- Action item
Copy each line of the material below that includes the string "format".

########################################

use std::fs::File;
use std::io::Write;
use std::path::Path;

use anyhow::Context;

/// Parses a 20-byte account address from a hex string.
///
/// Accepts the address with or without the "0x" prefix, in any letter case.
///
/// # Errors
/// Returns an error if the address is not 40 hex characters, contains invalid
/// hex, or is the zero address.
pub fn parse_address(addr_str: &str) -> anyhow::Result<[u8; 20]> {
    let trimmed = addr_str.trim();
    let cleaned = strip_hex_prefix(trimmed);
    if cleaned.len() != 40 {
        anyhow::bail!(
            "Invalid address length: expected 40 hex chars, got {}",
            cleaned.len()
        );
    }
    let mut address = [0u8; 20];
    hex::decode_to_slice(cleaned, &mut address)
        .map_err(|e| anyhow::anyhow!("Invalid hex encoding: {}", e))?;
    if address == [0u8; 20] {
        anyhow::bail!("Zero address not allowed");
    }
    Ok(address)
}

/// Parses a 32-byte hash (Merkle root, proof node, transaction hash) from hex.
pub fn parse_hash32(value: &str) -> anyhow::Result<[u8; 32]> {
    let cleaned = strip_hex_prefix(value.trim());
    if cleaned.len() != 64 {
        anyhow::bail!(
            "Invalid hash length: expected 64 hex chars, got {}",
            cleaned.len()
        );
    }
    let mut hash = [0u8; 32];
    hex::decode_to_slice(cleaned, &mut hash)
        .map_err(|e| anyhow::anyhow!("Invalid hex encoding: {}", e))?;
    Ok(hash)
}

/// Parses a published Merkle root. The all-zero digest is never a valid root.
pub fn validate_merkle_root(value: &str) -> anyhow::Result<[u8; 32]> {
    let root = parse_hash32(value)?;
    if root == [0u8; 32] {
        anyhow::bail!("Zero Merkle root not allowed");
    }
    Ok(root)
}

/// Lower-case, `0x`-prefixed hex rendering.
pub fn hex_encode(bytes: impl AsRef<[u8]>) -> String {
    format!("0x{}", hex::encode(bytes))
}

/// Writes `contents` to a sibling temp file and renames it over `path`, so
/// readers never observe a partially written file.
pub fn write_file_atomic(path: &Path, contents: &str) -> anyhow::Result<()> {
    let temp_path = path.with_extension("tmp");
    let mut file = File::create(&temp_path).context("Failed to create temp file")?;
    file.write_all(contents.as_bytes())
        .context("Failed to write to temp file")?;
    file.sync_all().context("Failed to flush temp file")?;
    std::fs::rename(&temp_path, path).context("Failed to move temp file to output")?;
    Ok(())
}

fn strip_hex_prefix(value: &str) -> &str {
    value
        .strip_prefix("0x")
        .or_else(|| value.strip_prefix("0X"))
        .unwrap_or(value)
}

#[cfg(test)]
mod tests {
    use super::*;

    #[test]
    fn test_parse_address_with_prefix() {
        let addr = "0x1234567890abcdef1234567890abcdef12345678";
        let result = parse_address(addr).unwrap();
        assert_eq!(result[0], 0x12);
        assert_eq!(result[19], 0x78);
    }

    #[test]
    fn test_parse_address_without_prefix_and_mixed_case() {
        let lower = parse_address("1234567890abcdef1234567890abcdef12345678").unwrap();
        let upper = parse_address(" 0X1234567890ABCDEF1234567890ABCDEF12345678 ").unwrap();
        assert_eq!(lower, upper);
    }

    #[test]
    fn test_parse_address_invalid_length() {
        assert!(parse_address("0x1234").is_err());
    }

    #[test]
    fn test_parse_address_invalid_hex() {
        assert!(parse_address("0xghijklmnopqrstuvwxyz1234567890abcdef1234").is_err());
    }

    #[test]
    fn test_parse_address_rejects_zero() {
        assert!(parse_address("0x0000000000000000000000000000000000000000").is_err());
    }

    #[test]
    fn test_validate_merkle_root() {
        let root = validate_merkle_root(&format!("0x{}", "ab".repeat(32))).unwrap();
        assert_eq!(root, [0xab; 32]);
        assert!(validate_merkle_root(&"00".repeat(32)).is_err());
        assert!(validate_merkle_root("0xabcd").is_err());
    }

    #[test]
    fn test_hex_encode() {
        assert_eq!(hex_encode([0xde, 0xad]), "0xdead");
    }

    #[test]
    fn test_write_file_atomic() {
        let dir = tempfile::tempdir().unwrap();
        let path = dir.path().join("out.json");
        write_file_atomic(&path, "first").unwrap();
        write_file_atomic(&path, "second").unwrap();
        assert_eq!(std::fs::read_to_string(&path).unwrap(), "second");
        assert!(!path.with_extension("tmp").exists());
    }
}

########################################

- Your solution
    format!("0x{}", hex::encode(bytes))
        let root = validate_merkle_root(&format!("0x{}", "ab".repeat(32))).unwrap();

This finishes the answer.